Il lui fallut attendre une heure en plein jour avant qu’il y ait du mouvement dans l’appartement de Sara Jensen. Elle se réveilla la première, roula sur elle-même, dit quelque chose au tas qu’on devinait de l’autre côté du lit. Puis il dit quelque chose à son tour – du moins Koop le pensa-t-il –, et elle se rapprocha de lui. Ils bavardèrent, tous les deux sur le flanc.

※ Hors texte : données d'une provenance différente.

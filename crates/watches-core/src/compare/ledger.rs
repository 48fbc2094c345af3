//! Exactly-once claims on relative paths.
use parking_lot::Mutex;
use std::collections::HashSet;
use std::path::{Path, PathBuf};

/// Set of relative paths already handed to the fan-out.
///
/// Shared across every root's walk. The lock makes `claim` atomic, so the
/// at-most-once guarantee survives even if dispatch moves off one thread.
#[derive(Debug, Default)]
pub struct PathLedger {
    seen: Mutex<HashSet<PathBuf>>,
}

impl PathLedger {
    pub fn new() -> Self {
        Self::default()
    }

    /// Returns `true` exactly once per distinct path.
    pub fn claim(&self, path: &Path) -> bool {
        let mut seen = self.seen.lock();
        if seen.contains(path) {
            return false;
        }
        seen.insert(path.to_path_buf())
    }

    #[cfg(test)]
    fn len(&self) -> usize {
        self.seen.lock().len()
    }
}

Deux ou trois minutes plus tard, le blondinet se leva en bâillant et en s’étirant. Il s’assit sur le lit, tout nu, le dos tourné à Koop, et baissa brusquement les couvertures. Sara était aussi peu vêtue que lui, et il s’abattit sur elle, plongeant la tête entre ses seins. Koop se détourna, les paupières pressées l’une contre l’autre avec violence. Il ne pouvait pas regarder.

Et il ne pouvait pas ne pas regarder. Il se retourna. Le blondinet suçotait l’un des tétons de Sara Jensen, et, le dos cambré, les mains dans les cheveux de l’homme, elle savourait chaque seconde. La pierre qu’il y avait dans le cœur de Koop s’effrita, remplacée par une colère froide, inextinguible. Cette putain se donnait à un autre homme. Putain !…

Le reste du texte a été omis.